Dranishnikova Maria

Maria Dranishnikova

Oninvest reporter
Motley Fool flags potential turnaround for Sirius, cites Berkshires continued faith

Radio broadcaster Sirius XM Holdings is among the weakest-performing assets in Warren Buffett’s Berkshire Hathaway portfolio over the years, but 2026 could bring better returns for shareholders, according to Billy Duberstein, an analyst at the Motley Fool. Sirius XM stock is trading at a third of its value before the pandemic. Berkshire, however, has not reduced its exposure to the company. On the contrary, it has continued to increase its stake.

Details

Since the beginning of 2020, Sirius XM’s share price has fallen about 70%. On Friday, January 2, the stock closed at $20.51 per share. That decline has not discouraged Berkshire, which has added to its position and now owns 37.1% of Sirius XM’s shares. Sirius XM ranks as the 13th-largest position in Berkshire Hathaway’s equity portfolio, Duberstein writes.

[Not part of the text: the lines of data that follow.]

// =============================================================================
// Volatility
// =============================================================================
//
// Annualised volatility over the simple-return series of the last `period`
// prices: stddev(returns) * sqrt(252) * 100. The ATR and Parkinson methods
// need OHLC bars; from a pure trade stream they reduce to the same stddev
// estimator.
//
// Signal: Sell when volatility exceeds the threshold while rising; Buy when
// it sits below half the threshold while falling; Hold otherwise.

use std::collections::VecDeque;

use serde::{Deserialize, Serialize};

use crate::indicators::sma::BAND_SIGNAL_STRENGTH;
use crate::indicators::{Indicator, IndicatorState};
use crate::signals::Signal;
use crate::types::{Symbol, TradeRecord};

/// Sessions per trading year, the annualisation base.
const TRADING_DAYS: f64 = 252.0;

#[derive(Debug, Clone, Copy, PartialEq, Eq, Serialize, Deserialize)]
#[serde(rename_all = "snake_case")]
pub enum VolatilityMethod {
    StdDev,
    Atr,
    Parkinson,
}

pub struct VolatilityIndicator {
    id: String,
    name: String,
    symbol: Symbol,
    period: usize,
    method: VolatilityMethod,
    high_threshold: f64,
    ring: VecDeque<f64>,
    prev_volatility: Option<f64>,
}

impl VolatilityIndicator {
    /// `period` must be > 1 (at least one return). Every `method` computes
    /// the stddev estimator here; the configured method is echoed in the
    /// emitted metadata.
    pub fn new(
        period: usize,
        symbol: Symbol,
        method: VolatilityMethod,
        high_threshold: f64,
    ) -> Self {
        assert!(period > 1, "volatility period must be > 1");
        Self {
            id: format!("volatility-{period}-{symbol}"),
            name: format!("Volatility({period})"),
            symbol,
            period,
            method,
            high_threshold,
            ring: VecDeque::with_capacity(period),
            prev_volatility: None,
        }
    }

    fn annualised_volatility(&self) -> f64 {
        let returns: Vec<f64> = self
            .ring
            .iter()
            .zip(self.ring.iter().skip(1))
            .filter(|(prev, _)| **prev != 0.0)
            .map(|(prev, next)| next / prev - 1.0)
            .collect();
        if returns.is_empty() {
            return 0.0;
        }

        let mean = returns.iter().sum::<f64>() / returns.len() as f64;
        let variance =
            returns.iter().map(|r| (r - mean).powi(2)).sum::<f64>() / returns.len() as f64;
        variance.sqrt() * TRADING_DAYS.sqrt() * 100.0
    }
}

impl Indicator for VolatilityIndicator {
    fn id(&self) -> &str {
        &self.id
    }

    fn name(&self) -> &str {
        &self.name
    }

    fn symbol(&self) -> &Symbol {
        &self.symbol
    }

    fn update(&mut self, trade: &TradeRecord) -> Option<IndicatorState> {
        if trade.symbol != self.symbol {
            return None;
        }

        self.ring.push_back(trade.price);
        while self.ring.len() > self.period {
            self.ring.pop_front();
        }
        if self.ring.len() < self.period {
            return None;
        }

        let volatility = self.annualised_volatility();
        let rising = self
            .prev_volatility
            .is_some_and(|prev| volatility > prev);
        let falling = self
            .prev_volatility
            .is_some_and(|prev| volatility < prev);
        self.prev_volatility = Some(volatility);

        let mut state = IndicatorState::new(
            &self.id,
            &self.name,
            self.symbol.clone(),
            trade,
            volatility,
        );
        state.insert_num("volatility", volatility);
        state.insert_flag("rising", rising);
        state.insert_flag("falling", falling);
        state
            .metadata
            .insert("method".to_string(), serde_json::json!(self.method));
        Some(state)
    }

    fn signal(&self, state: &IndicatorState) -> Signal {
        let volatility = state.value;
        let rising = state
            .metadata
            .get("rising")
            .and_then(serde_json::Value::as_bool)
            .unwrap_or(false);
        let falling = state
            .metadata
            .get("falling")
            .and_then(serde_json::Value::as_bool)
            .unwrap_or(false);

        if volatility > self.high_threshold && rising {
            Signal::sell(
                BAND_SIGNAL_STRENGTH,
                state.last_update,
                format!(
                    "volatility {volatility:.1}% above {:.1}% and rising",
                    self.high_threshold
                ),
            )
        } else if volatility < self.high_threshold / 2.0 && falling {
            Signal::buy(
                BAND_SIGNAL_STRENGTH,
                state.last_update,
                format!(
                    "volatility {volatility:.1}% below {:.1}% and falling",
                    self.high_threshold / 2.0
                ),
            )
        } else {
            Signal::hold(state.last_update)
        }
    }
}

"Berkshire's continued faith in Sirius, combined with its bargain valuation, certainly makes Sirius an interesting stock," Duberstein writes. He argues that even with modest improvements, "which appear to be underway," 2026 could bring better returns.

Sirius XM is trading at a 2026 enterprise value/free cash flow multiple of 13.8 , which suggests the stock remains cheap, according to the Motley Fool analyst. At the same time, the company carries a heavy debt load of about $10 billion. That high leverage means small changes in the forecast can significantly impact what investors are willing to pay for the stock. So, "if Sirius can shift from top-line declines back to growth, even modest growth, its valuation multiple could change significantly," Duberstein concludes.

About the business

Sirius XM was formed in 2024 following the completion of a transaction with Liberty Media. The company’s portfolio includes its flagship SiriusXM subscription entertainment service, the Pandora music streaming platform, and a range of podcast assets.

Over the past two years, Sirius XM’s base of paying subscribers has declined, in part because of weaker sales of new cars, which remain a key channel for subscriber acquisition. This has weighed on the company's revenue, Duberstein writes. For 2024, the company reported revenue of $8.7 billion, a decline of nearly 3% year over year. "When combined with a substantial $10 billion in net debt on top of a $6.8 billion market cap," Duberstein says, "it's no wonder Sirius has seen its shares sell off."

Against this backdrop, Sirius XM is looking for new sources of revenue, including advertising. One such initiative is a partnership with Amazon, which is expected to to boost advertising revenue per user.

Duberstein also points out that the management has moved aggressively to cut costs. By 2025, the company had already achieved its target of $200 million in cost savings. He cites Sirius XM CFO Thomas Barry, who noted Sirius "wasn't stopping" at that target, and is continuing to restructure the cost basis of the business.

What other analysts say

Wall Street remains generally cautious on Sirius XM’s outlook, according to MarketWatch data. Six analysts recommend "sell," the same number advise "hold," and only five rate the stock a "buy." The average target price is $23.54 per share, implying upside of nearly 15% versus the most recent closing price.